In the entries that follow, the line with "pub fn outstanding(&self)" opens the range and the line with "if self.shared.closing.swap(true, Ordering::SeqCst)" closes it; repeat that range exactly, both lines included.

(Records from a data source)
====================
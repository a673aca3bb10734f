use std::{
    io,
    net::{Shutdown, TcpStream, ToSocketAddrs},
    sync::{
        Arc, Mutex, PoisonError,
        atomic::{AtomicBool, AtomicU64, Ordering},
    },
    thread::{self, JoinHandle},
    time::Duration,
};

use crossbeam_channel::{Receiver, Sender, bounded, select};
use log::{debug, info, warn};

use crate::{
    config::ConnectionConfig,
    protocol::{
        Control, Message, MessageId, MessageIds, Payload, ProtocolTransport, Request, Response,
        ResponseKind, SearchRequest, TransportError,
    },
};

use super::{
    ClientError, SearchBatch, SearchResults, Subscription,
    dispatcher::Dispatcher,
    search::{Search, SearchState},
    table::{CorrelationTable, Entry, Listener, SearchPhase},
};

/// State shared by the connection handle, the dispatcher and every
/// outstanding search or subscription.
pub(crate) struct Shared {
    pub(crate) table: Arc<CorrelationTable>,
    ids: MessageIds,
    writer: Mutex<ProtocolTransport<TcpStream>>,
    // Dropping the sender wakes every waiter selecting on `closed`.
    shutdown: Mutex<Option<Sender<()>>>,
    closed: Receiver<()>,
    closing: AtomicBool,
    unroutable: AtomicU64,
}

impl Shared {
    fn new(writer: TcpStream) -> Self {
        let (shutdown, closed) = bounded(0);
        Self {
            table: Arc::new(CorrelationTable::new()),
            ids: MessageIds::new(),
            writer: Mutex::new(ProtocolTransport::new(writer)),
            shutdown: Mutex::new(Some(shutdown)),
            closed,
            closing: AtomicBool::new(false),
            unroutable: AtomicU64::new(0),
        }
    }

    /// Writes a request. A write failure takes the whole connection down.
    pub(crate) fn send(&self, message: &Message<Request>) -> Result<(), ClientError> {
        let frame = message
            .to_frame()
            .map_err(|err| ClientError::codec(message.id(), err))?;
        let written = self
            .writer
            .lock()
            .unwrap_or_else(PoisonError::into_inner)
            .write_frame(&frame);

        if let Err(err) = written {
            if self.is_closing() {
                return Err(self.closed_error());
            }
            warn!("failed to send {}: {err}", message.id());
            let error = ClientError::transport(err);
            self.fail(error.clone());
            return Err(error);
        }
        debug!("sent {:?} as {}", message.op_tag(), message.id());
        Ok(())
    }

    /// Abandon is fire-and-forget: the target is dropped locally and any
    /// response still in flight for it becomes unroutable. A caller waiting
    /// on the target is released with [`ClientError::Abandoned`].
    pub(crate) fn abandon(&self, target: MessageId) -> Result<(), ClientError> {
        if self.table.abandon(target) {
            debug!("abandoned {target}");
        }
        let message = self.ids.envelope(Request::Abandon(target), Vec::new());
        self.send(&message)
    }

    /// Stops the connection with `reason`: every outstanding exchange fails,
    /// listeners hear about it once, and all waiters wake up.
    pub(crate) fn fail(&self, reason: ClientError) {
        let listeners = self.table.close(reason.clone());
        for listener in listeners {
            listener(Err(reason.clone()));
        }
        self.shutdown
            .lock()
            .unwrap_or_else(PoisonError::into_inner)
            .take();
    }

    pub(crate) fn closed_signal(&self) -> Receiver<()> {
        self.closed.clone()
    }

    pub(crate) fn closed_error(&self) -> ClientError {
        self.table
            .closed_reason()
            .unwrap_or(ClientError::ConnectionClosed)
    }

    pub(crate) fn is_closing(&self) -> bool {
        self.closing.load(Ordering::SeqCst)
    }

    pub(crate) fn count_unroutable(&self) -> u64 {
        self.unroutable.fetch_add(1, Ordering::Relaxed) + 1
    }
}

/// A single multiplexed connection to a directory server.
///
/// Any number of threads may issue operations concurrently through a shared
/// reference; responses are read and routed by one dispatcher thread.
pub struct Connection {
    shared: Arc<Shared>,
    socket: TcpStream,
    dispatcher: Mutex<Option<JoinHandle<()>>>,
}

impl Connection {
    /// Connects to the first reachable address.
    pub fn connect<A: ToSocketAddrs>(address: A, config: &ConnectionConfig) -> Result<Self, ClientError> {
        let mut last = None;
        for candidate in address.to_socket_addrs().map_err(transport_io)? {
            match TcpStream::connect_timeout(&candidate, config.connect_timeout) {
                Ok(stream) => {
                    info!("connected to {candidate}");
                    return Self::from_stream(stream, config);
                }
                Err(err) => {
                    debug!("could not reach {candidate}: {err}");
                    last = Some(err);
                }
            }
        }
        let err = last.unwrap_or_else(|| {
            io::Error::new(io::ErrorKind::InvalidInput, "address resolved to nothing")
        });
        Err(transport_io(err))
    }

    /// Takes over an established stream and starts its dispatcher.
    pub fn from_stream(stream: TcpStream, config: &ConnectionConfig) -> Result<Self, ClientError> {
        stream.set_nodelay(config.nodelay).map_err(transport_io)?;
        let reader = stream.try_clone().map_err(transport_io)?;
        let writer = stream.try_clone().map_err(transport_io)?;

        let shared = Arc::new(Shared::new(writer));
        let dispatcher = Dispatcher::new(reader, config.read_buffer_size, Arc::clone(&shared))
            .spawn()
            .map_err(transport_io)?;

        Ok(Self {
            shared,
            socket: stream,
            dispatcher: Mutex::new(Some(dispatcher)),
        })
    }

    /// Sends a single-response request and blocks for its answer.
    ///
    /// Protocol-level failures come back as a normal response; inspect
    /// [`Response::result`]. Errors are reserved for timeouts, abandons,
    /// bad payloads and connection failures.
    pub fn call(
        &self,
        request: Request,
        controls: Vec<Control>,
        timeout: Duration,
    ) -> Result<Message<Response>, ClientError> {
        let kind = request.response_kind();
        if !matches!(kind, ResponseKind::Single(_)) {
            return Err(ClientError::NotSynchronous {
                tag: request.op_tag(),
            });
        }

        let (reply, response) = bounded(1);
        let id = self
            .shared
            .table
            .register_next(&self.shared.ids, Entry::Pending { kind, reply })?;
        let _registration = Registration {
            table: &self.shared.table,
            id,
        };

        self.shared.send(&Message::new(id, request, controls))?;

        let closed = self.shared.closed_signal();
        select! {
            recv(response) -> reply => reply.unwrap_or(Err(ClientError::Abandoned { id })),
            recv(closed) -> _ => response
                .try_recv()
                .unwrap_or_else(|_| Err(self.shared.closed_error())),
            default(timeout) => Err(ClientError::Timeout { id, timeout }),
        }
    }

    /// Starts a search and waits for its first chunk.
    ///
    /// See [`Search::resume`] for the meaning of `batch_size`. The returned
    /// handle drains the remaining results.
    ///
    /// If the first chunk times out there is no handle to resume, so the
    /// search is abandoned on the server before the timeout is returned. Use
    /// [`start_search`](Self::start_search) to keep a slow search alive
    /// across timeouts.
    pub fn search(
        &self,
        request: SearchRequest,
        controls: Vec<Control>,
        timeout: Duration,
        batch_size: usize,
    ) -> Result<(SearchBatch, Search), ClientError> {
        let mut search = self.start_search(request, controls)?;
        match search.resume(timeout, batch_size) {
            Ok(batch) => Ok((batch, search)),
            Err(err) if err.is_timeout() => {
                debug!("first batch of search {} timed out, abandoning", search.id());
                if let Err(abandon) = search.abandon() {
                    debug!("abandon not sent: {abandon}");
                }
                Err(err)
            }
            Err(err) => Err(err),
        }
    }

    /// Registers and sends a search without waiting for any results.
    ///
    /// The dispatcher starts filling the search right away; drain it with
    /// [`Search::resume`]. A timed out resume leaves the search registered.
    pub fn start_search(
        &self,
        request: SearchRequest,
        controls: Vec<Control>,
    ) -> Result<Search, ClientError> {
        let state = SearchState::new();
        let id = self.shared.table.register_next(
            &self.shared.ids,
            Entry::Search {
                phase: SearchPhase::Batched,
                state: Arc::clone(&state),
            },
        )?;
        let search = Search::new(id, Arc::clone(&self.shared), state);

        self.shared
            .send(&Message::new(id, Request::Search(request), controls))?;
        Ok(search)
    }

    /// Starts a search and exposes its results as a growable enumeration.
    pub fn search_results(
        &self,
        request: SearchRequest,
        controls: Vec<Control>,
        timeout: Duration,
        batch_size: usize,
    ) -> Result<SearchResults, ClientError> {
        let (batch, search) = self.search(request, controls, timeout, batch_size)?;
        Ok(SearchResults::new(batch, search))
    }

    /// Asks the server to drop `id` and forgets it locally.
    pub fn abandon(&self, id: MessageId) -> Result<(), ClientError> {
        self.shared.abandon(id)
    }

    /// Sends `request` and routes every response for it to `listener`.
    ///
    /// Used for persistent searches. The registration lasts until the
    /// returned subscription is cancelled or dropped; the server is not told
    /// to stop, [`abandon`](Self::abandon) the subscription's id for that.
    pub fn register_async<F>(
        &self,
        request: Request,
        controls: Vec<Control>,
        listener: F,
    ) -> Result<Subscription, ClientError>
    where
        F: Fn(Result<Message<Response>, ClientError>) + Send + Sync + 'static,
    {
        let kind = request.response_kind();
        if kind == ResponseKind::None {
            return Err(ClientError::NotSynchronous {
                tag: request.op_tag(),
            });
        }
        let listener: Listener = Arc::new(listener);
        let id = self
            .shared
            .table
            .register_next(&self.shared.ids, Entry::Async { kind, listener })?;
        let subscription = Subscription::message(Arc::clone(&self.shared.table), id);

        self.shared.send(&Message::new(id, request, controls))?;
        Ok(subscription)
    }

    /// Routes unsolicited notifications (message id 0) to `listener`.
    pub fn on_notification<F>(&self, listener: F) -> Result<Subscription, ClientError>
    where
        F: Fn(Result<Message<Response>, ClientError>) + Send + Sync + 'static,
    {
        let token = self
            .shared
            .table
            .add_notification_listener(Arc::new(listener))?;
        Ok(Subscription::notification(
            Arc::clone(&self.shared.table),
            token,
        ))
    }

    pub fn is_open(&self) -> bool {
        self.shared.table.closed_reason().is_none()
    }

    /// Exchanges still registered in the correlation table.
    pub fn outstanding(&self) -> usize {
        self.shared.table.len()
    }

    /// Responses dropped because no exchange owned their id.
    pub fn unroutable(&self) -> u64 {
        self.shared.unroutable.load(Ordering::Relaxed)
    }

    /// Unbinds, stops the dispatcher and fails every outstanding exchange
    /// with [`ClientError::ConnectionClosed`].
    pub fn close(&self) -> Result<(), ClientError> {
        if self.shared.closing.swap(true, Ordering::SeqCst) {
            return Ok(());
        }

        if self.is_open() {
            let unbind = self.shared.ids.envelope(Request::Unbind, Vec::new());
            if let Err(err) = self.shared.send(&unbind) {
                debug!("unbind not sent: {err}");
            }
        }
        if let Err(err) = self.socket.shutdown(Shutdown::Both) {
            debug!("socket shutdown: {err}");
        }

        let dispatcher = self
            .dispatcher
            .lock()
            .unwrap_or_else(PoisonError::into_inner)
            .take();
        if let Some(handle) = dispatcher {
            // A listener may close the connection from the dispatcher itself.
            if handle.thread().id() == thread::current().id() {
                debug!("close called on the dispatcher thread, not joining");
            } else if handle.join().is_err() {
                warn!("dispatcher panicked");
            }
        }

        self.shared.fail(ClientError::ConnectionClosed);
        info!("connection closed");
        Ok(())
    }
}
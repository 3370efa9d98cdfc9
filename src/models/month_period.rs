//! Calendar month period.
//!
//! This module contains the [`MonthPeriod`] type that bounds a monthly
//! aggregation to an inclusive `[first_day, last_day]` date range.

use chrono::{Datelike, NaiveDate};
use serde::Serialize;

use crate::error::{EngineError, EngineResult};

/// One calendar month of one year.
///
/// # Example
///
/// ```
/// use shift_pay_engine::models::MonthPeriod;
/// use chrono::NaiveDate;
///
/// let period = MonthPeriod::new(2024, 2).unwrap();
/// assert_eq!(period.last_day(), NaiveDate::from_ymd_opt(2024, 2, 29).unwrap());
/// assert!(period.contains(NaiveDate::from_ymd_opt(2024, 2, 1).unwrap()));
/// assert!(!period.contains(NaiveDate::from_ymd_opt(2024, 3, 1).unwrap()));
/// ```
#[derive(Debug, Clone, Copy, PartialEq, Eq, Hash, Serialize)]
pub struct MonthPeriod {
    year: i32,
    month: u32,
    first_day: NaiveDate,
    last_day: NaiveDate,
}

impl MonthPeriod {
    /// Creates the period for `month` (1-12) of `year`.
    ///
    /// # Errors
    ///
    /// Returns `InvalidMonth` when the month is outside 1-12 or the year is
    /// outside the supported calendar range.
    pub fn new(year: i32, month: u32) -> EngineResult<Self> {
        let invalid = || EngineError::InvalidMonth { month };

        let first_day = NaiveDate::from_ymd_opt(year, month, 1).ok_or_else(invalid)?;
        let next_month_first = if month == 12 {
            NaiveDate::from_ymd_opt(year + 1, 1, 1)
        } else {
            NaiveDate::from_ymd_opt(year, month + 1, 1)
        }
        .ok_or_else(invalid)?;
        let last_day = next_month_first.pred_opt().ok_or_else(invalid)?;

        Ok(Self {
            year,
            month,
            first_day,
            last_day,
        })
    }

    /// Returns the period containing `date`.
    pub fn of(date: NaiveDate) -> EngineResult<Self> {
        Self::new(date.year(), date.month())
    }

    /// Calendar year.
    pub fn year(&self) -> i32 {
        self.year
    }

    /// Month number, 1-12.
    pub fn month(&self) -> u32 {
        self.month
    }

    /// First day of the month.
    pub fn first_day(&self) -> NaiveDate {
        self.first_day
    }

    /// Last day of the month.
    pub fn last_day(&self) -> NaiveDate {
        self.last_day
    }

    /// Checks if a date falls within the month, both ends inclusive.
    pub fn contains(&self, date: NaiveDate) -> bool {
        date >= self.first_day && date <= self.last_day
    }
}

impl std::fmt::Display for MonthPeriod {
    fn fmt(&self, f: &mut std::fmt::Formatter<'_>) -> std::fmt::Result {
        write!(f, "{:04}-{:02}", self.year, self.month)
    }
}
====================
EXERCISE ANSWER:
    pub fn outstanding(&self) -> usize {
        self.shared.table.len()
    }

    /// Responses dropped because no exchange owned their id.
    pub fn unroutable(&self) -> u64 {
        self.shared.unroutable.load(Ordering::Relaxed)
    }

    /// Unbinds, stops the dispatcher and fails every outstanding exchange
    /// with [`ClientError::ConnectionClosed`].
    pub fn close(&self) -> Result<(), ClientError> {
        if self.shared.closing.swap(true, Ordering::SeqCst) {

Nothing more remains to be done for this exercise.